Type:— CHINA. Guangdong Province, Shaoguan City, Shixing County, Chebaling National Natural Reserve, at 24°43′ N, 114°13′ E, elev. 450 m, 21 June 2014, Ming Zhang (holotype, GDGM44492!).

Description:— Basidiomata agaricoid and stipitate, small to medium sized. Pileus 30–35 mm broad, hemispherical to convex, with a central umbo about a quarter of pileus diameter but depressed and often perforated in the very center when mature, finely striate radially and rugulose, dry, fibrillose-squamulose, opaque, slightly transparent at margin, brownish gray to grayish brown (6E2–3), olive brown (4F3–8), grayish yellow (2B3–4), with a lighter colored to yellowish margin which is usually tending to rimose or lacerated when mature.
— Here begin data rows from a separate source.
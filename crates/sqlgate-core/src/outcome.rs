// crates/sqlgate-core/src/outcome.rs
// ============================================================================
// Module: Statement Outcomes
// Description: Row sets and mutation summaries produced by one statement.
// Purpose: Define the data payload carried by a success envelope.
// Dependencies: serde, serde_json
// ============================================================================

//! ## Overview
//! Read statements yield an ordered list of rows keyed by column name. All
//! other statements yield a [`MutationSummary`]. The serialized form is
//! untagged: rows become a JSON array, a summary becomes a JSON object.

use serde::Serialize;
use serde_json::Map;
use serde_json::Value;

/// One result row, keyed by column name in column order.
pub type Row = Map<String, Value>;

/// Result of executing one statement.
#[derive(Debug, Clone, PartialEq, Serialize)]
#[serde(untagged)]
pub enum StatementOutcome {
    /// Rows returned by a result-producing statement.
    Rows(Vec<Row>),
    /// Summary of a statement that produced no result columns.
    Mutation(MutationSummary),
}

/// Effect summary for a non-query statement.
#[derive(Debug, Clone, Copy, PartialEq, Eq, Serialize)]
pub struct MutationSummary {
    /// Rows changed by the statement.
    pub changes: u64,
    /// Rowid of the most recent successful insert on the handle.
    #[serde(rename = "lastInsertRowid")]
    pub last_insert_rowid: i64,
}
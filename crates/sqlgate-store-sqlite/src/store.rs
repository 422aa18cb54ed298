// crates/sqlgate-store-sqlite/src/store.rs
// ============================================================================
// Module: SQLite Tenant Store
// Description: Open-or-create tenant databases and dispatch single statements.
// Purpose: Implement the sqlgate store traits over rusqlite.
// Dependencies: sqlgate-core, rusqlite, base64, serde, serde_json, thiserror
// ============================================================================

//! ## Overview
//! [`SqliteTenantStore`] holds only configuration; it caches no connections.
//! [`SqliteTenantStore::acquire`] opens the tenant file with create semantics,
//! so a missing store is never an error. [`SqliteStoreHandle::dispatch`]
//! prepares the statement and asks the engine whether it yields result
//! columns: if so, all rows are read; otherwise the statement is executed and
//! a mutation summary returned.
//! Security posture: database contents and SQL text are untrusted. Every
//! connection refuses `ATTACH`/`DETACH` and allows zero attached databases,
//! so statements cannot open files outside the tenant store (this also
//! covers `VACUUM INTO`).

// ============================================================================
// SECTION: Imports
// ============================================================================

use std::path::Path;
use std::time::Duration;

use base64::Engine as _;
use base64::engine::general_purpose::STANDARD;
use rusqlite::Batch;
use rusqlite::Connection;
use rusqlite::OpenFlags;
use rusqlite::fallible_iterator::FallibleIterator as _;
use rusqlite::hooks::AuthAction;
use rusqlite::hooks::AuthContext;
use rusqlite::hooks::Authorization;
use rusqlite::limits::Limit;
use rusqlite::types::ValueRef;
use serde::Deserialize;
use serde_json::Number;
use serde_json::Value;
use sqlgate_core::MutationSummary;
use sqlgate_core::Row;
use sqlgate_core::StatementOutcome;
use sqlgate_core::StoreError;
use sqlgate_core::StoreHandle;
use sqlgate_core::StoreLocation;
use sqlgate_core::TenantStore;
use thiserror::Error;

// ============================================================================
// SECTION: Constants
// ============================================================================

/// Default busy timeout (ms).
const DEFAULT_BUSY_TIMEOUT_MS: u64 = 5_000;
/// Maximum length of a single path component.
const MAX_PATH_COMPONENT_LENGTH: usize = 255;
/// Maximum total path length.
const MAX_TOTAL_PATH_LENGTH: usize = 4096;
/// Diagnostic for SQL text that contains no statement.
const EMPTY_STATEMENT_MESSAGE: &str = "SQL text contains no statements";

// ============================================================================
// SECTION: Config
// ============================================================================

/// `SQLite` journal mode configuration.
#[derive(Debug, Clone, Copy, PartialEq, Eq, Deserialize, Default)]
#[serde(rename_all = "snake_case")]
pub enum SqliteStoreMode {
    /// Rollback journal deleted after each transaction; one file per tenant.
    #[default]
    Delete,
    /// WAL journal mode.
    Wal,
}

impl SqliteStoreMode {
    /// Returns the `SQLite` pragma value.
    #[must_use]
    pub const fn pragma_value(self) -> &'static str {
        match self {
            Self::Delete => "delete",
            Self::Wal => "wal",
        }
    }
}

/// `SQLite` sync mode configuration.
#[derive(Debug, Clone, Copy, PartialEq, Eq, Deserialize, Default)]
#[serde(rename_all = "snake_case")]
pub enum SqliteSyncMode {
    /// Full synchronous mode (safest).
    #[default]
    Full,
    /// Normal synchronous mode (balanced).
    Normal,
}

impl SqliteSyncMode {
    /// Returns the `SQLite` pragma value.
    #[must_use]
    pub const fn pragma_value(self) -> &'static str {
        match self {
            Self::Full => "full",
            Self::Normal => "normal",
        }
    }
}

/// Connection settings applied to every tenant handle.
#[derive(Debug, Clone, Copy, PartialEq, Eq, Deserialize)]
pub struct SqliteStoreConfig {
    /// Busy timeout in milliseconds.
    #[serde(default = "default_busy_timeout_ms")]
    pub busy_timeout_ms: u64,
    /// `SQLite` journal mode.
    #[serde(default)]
    pub journal_mode: SqliteStoreMode,
    /// `SQLite` sync mode.
    #[serde(default)]
    pub sync_mode: SqliteSyncMode,
}

impl Default for SqliteStoreConfig {
    fn default() -> Self {
        Self {
            busy_timeout_ms: DEFAULT_BUSY_TIMEOUT_MS,
            journal_mode: SqliteStoreMode::default(),
            sync_mode: SqliteSyncMode::default(),
        }
    }
}

/// Returns the default busy timeout for `SQLite` connections.
const fn default_busy_timeout_ms() -> u64 {
    DEFAULT_BUSY_TIMEOUT_MS
}

// ============================================================================
// SECTION: Errors
// ============================================================================

/// `SQLite` store errors.
#[derive(Debug, Error)]
pub enum SqliteStoreError {
    /// Store path rejected by safety limits.
    #[error("sqlite store invalid path: {0}")]
    InvalidPath(String),
    /// Opening or creating the database failed.
    #[error("sqlite store open error: {0}")]
    Open(String),
    /// Applying connection pragmas failed.
    #[error("sqlite store pragma error: {0}")]
    Pragma(String),
    /// Installing the file-access restrictions failed.
    #[error("sqlite store confinement error: {0}")]
    Confine(String),
    /// The engine rejected or failed the statement.
    #[error("{0}")]
    Statement(String),
    /// Closing the connection failed.
    #[error("sqlite store close error: {0}")]
    Close(String),
}

impl From<SqliteStoreError> for StoreError {
    fn from(error: SqliteStoreError) -> Self {
        match error {
            SqliteStoreError::InvalidPath(message)
            | SqliteStoreError::Open(message)
            | SqliteStoreError::Pragma(message)
            | SqliteStoreError::Confine(message) => Self::Unavailable(message),
            SqliteStoreError::Statement(message) => Self::Statement(message),
            SqliteStoreError::Close(message) => Self::Release(message),
        }
    }
}

// ============================================================================
// SECTION: Store
// ============================================================================

/// `SQLite`-backed tenant store. Holds configuration only.
#[derive(Debug, Clone, Copy, Default)]
pub struct SqliteTenantStore {
    /// Connection settings.
    config: SqliteStoreConfig,
}

impl SqliteTenantStore {
    /// Creates a store backend with the provided settings.
    #[must_use]
    pub const fn new(config: SqliteStoreConfig) -> Self {
        Self {
            config,
        }
    }

    /// Opens the tenant database at `path`, creating it if absent.
    ///
    /// # Errors
    ///
    /// Returns [`SqliteStoreError`] when the path is unsafe or the database
    /// cannot be opened and configured.
    pub fn open(&self, path: &Path) -> Result<SqliteStoreHandle, SqliteStoreError> {
        validate_store_path(path)?;
        let connection = open_connection(path, &self.config)?;
        Ok(SqliteStoreHandle {
            connection,
        })
    }
}

impl TenantStore for SqliteTenantStore {
    type Handle = SqliteStoreHandle;

    fn acquire(&self, location: &StoreLocation) -> Result<Self::Handle, StoreError> {
        self.open(location.path()).map_err(StoreError::from)
    }
}

// ============================================================================
// SECTION: Handle
// ============================================================================

/// One open connection to a tenant database.
pub struct SqliteStoreHandle {
    /// Connection owned exclusively by one request.
    connection: Connection,
}

impl SqliteStoreHandle {
    /// Prepares and executes a single statement.
    ///
    /// # Errors
    ///
    /// Returns [`SqliteStoreError::Statement`] carrying the engine diagnostic.
    /// Text with no statement (blank, comments, bare `;`) and text with more
    /// than one statement are rejected before anything runs.
    pub fn execute(&mut self, sql: &str) -> Result<StatementOutcome, SqliteStoreError> {
        let mut batch = Batch::new(&self.connection, sql);
        let Some(mut statement) = batch.next().map_err(statement_error)? else {
            return Err(SqliteStoreError::Statement(EMPTY_STATEMENT_MESSAGE.to_string()));
        };
        if batch.next().map_err(statement_error)?.is_some() {
            return Err(statement_error(rusqlite::Error::MultipleStatement));
        }
        if statement.column_count() > 0 {
            let columns: Vec<String> =
                statement.column_names().into_iter().map(str::to_string).collect();
            let mut rows = statement.query([]).map_err(statement_error)?;
            let mut collected = Vec::new();
            while let Some(row) = rows.next().map_err(statement_error)? {
                let mut record = Row::new();
                for (index, name) in columns.iter().enumerate() {
                    let value = row.get_ref(index).map_err(statement_error)?;
                    record.insert(name.clone(), json_value(value));
                }
                collected.push(record);
            }
            return Ok(StatementOutcome::Rows(collected));
        }
        let changes = statement.execute([]).map_err(statement_error)?;
        drop(statement);
        Ok(StatementOutcome::Mutation(MutationSummary {
            changes: u64::try_from(changes).unwrap_or(u64::MAX),
            last_insert_rowid: self.connection.last_insert_rowid(),
        }))
    }

    /// Closes the connection.
    ///
    /// # Errors
    ///
    /// Returns [`SqliteStoreError::Close`] when `SQLite` refuses to close.
    pub fn close(self) -> Result<(), SqliteStoreError> {
        self.connection.close().map_err(|(_, err)| SqliteStoreError::Close(err.to_string()))
    }
}

impl StoreHandle for SqliteStoreHandle {
    fn dispatch(&mut self, sql: &str) -> Result<StatementOutcome, StoreError> {
        self.execute(sql).map_err(StoreError::from)
    }

    fn release(self) -> Result<(), StoreError> {
        self.close().map_err(StoreError::from)
    }
}

// ============================================================================
// SECTION: Helpers
// ============================================================================

/// Wraps an engine error as a statement diagnostic.
#[allow(clippy::needless_pass_by_value, reason = "Used directly as a map_err adapter.")]
fn statement_error(error: rusqlite::Error) -> SqliteStoreError {
    SqliteStoreError::Statement(error.to_string())
}

/// Converts a `SQLite` value into JSON.
fn json_value(value: ValueRef<'_>) -> Value {
    match value {
        ValueRef::Null => Value::Null,
        ValueRef::Integer(number) => Value::Number(number.into()),
        ValueRef::Real(number) => Number::from_f64(number).map_or(Value::Null, Value::Number),
        ValueRef::Text(bytes) => Value::String(String::from_utf8_lossy(bytes).into_owned()),
        ValueRef::Blob(bytes) => Value::String(STANDARD.encode(bytes)),
    }
}

/// Validates store paths for safety limits.
fn validate_store_path(path: &Path) -> Result<(), SqliteStoreError> {
    let path_string = path.display().to_string();
    if path_string.len() > MAX_TOTAL_PATH_LENGTH {
        return Err(SqliteStoreError::InvalidPath("store path exceeds length limit".to_string()));
    }
    for component in path.components() {
        let name = component.as_os_str().to_string_lossy();
        if name.len() > MAX_PATH_COMPONENT_LENGTH {
            return Err(SqliteStoreError::InvalidPath(
                "store path contains an overlong component".to_string(),
            ));
        }
    }
    if path.is_dir() {
        return Err(SqliteStoreError::InvalidPath(
            "store path must be a file, not a directory".to_string(),
        ));
    }
    Ok(())
}

/// Opens an `SQLite` connection with create semantics.
fn open_connection(path: &Path, config: &SqliteStoreConfig) -> Result<Connection, SqliteStoreError> {
    let flags = OpenFlags::SQLITE_OPEN_READ_WRITE
        | OpenFlags::SQLITE_OPEN_CREATE
        | OpenFlags::SQLITE_OPEN_NO_MUTEX;
    let connection = Connection::open_with_flags(path, flags)
        .map_err(|err| SqliteStoreError::Open(err.to_string()))?;
    apply_pragmas(&connection, config)?;
    confine_connection(&connection)?;
    Ok(connection)
}

/// Restricts the connection to its own database file.
fn confine_connection(connection: &Connection) -> Result<(), SqliteStoreError> {
    connection
        .set_limit(Limit::SQLITE_LIMIT_ATTACHED, 0)
        .map_err(|err| SqliteStoreError::Confine(err.to_string()))?;
    connection
        .authorizer(Some(authorize))
        .map_err(|err| SqliteStoreError::Confine(err.to_string()))
}

/// Authorizer callback: denies attaching or detaching databases.
fn authorize(context: AuthContext<'_>) -> Authorization {
    match context.action {
        AuthAction::Attach { .. } | AuthAction::Detach { .. } => Authorization::Deny,
        _ => Authorization::Allow,
    }
}

/// Applies per-connection pragmas.
fn apply_pragmas(
    connection: &Connection,
    config: &SqliteStoreConfig,
) -> Result<(), SqliteStoreError> {
    connection
        .busy_timeout(Duration::from_millis(config.busy_timeout_ms))
        .map_err(|err| SqliteStoreError::Pragma(err.to_string()))?;
    connection
        .execute_batch("PRAGMA foreign_keys = ON;")
        .map_err(|err| SqliteStoreError::Pragma(err.to_string()))?;
    connection
        .execute_batch(&format!("PRAGMA journal_mode = {};", config.journal_mode.pragma_value()))
        .map_err(|err| SqliteStoreError::Pragma(err.to_string()))?;
    connection
        .execute_batch(&format!("PRAGMA synchronous = {};", config.sync_mode.pragma_value()))
        .map_err(|err| SqliteStoreError::Pragma(err.to_string()))?;
    Ok(())
}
Lamellae adnate, adnexed or sinuate, up to 7 mm wide, with 24–32 complete lamellae per pileus, ventricose, hygrophanous, waxy, fragile, whitish to grayish white (1A1, 1B1), darker at upper portion and paler at edge at first, discoloring to greyish red (7B3–4) and then to dark brown (6F8) when bruised, becoming more dingy color in age, with 1–4 lamellulae but only one larger lamellula between two complete lamellae; margin usually even and concolorous or lighter than the faces, but easily damaged becoming uneven and discolored. Stipe 30–50 × 3–6 mm, central to slightly eccentric, cylindrical to subcylindrical, curved, grayish brown (5F3–4), dark gray or blackish (5F1–2), hygrophanous, longitudinally striate. Taste and odor indistinct.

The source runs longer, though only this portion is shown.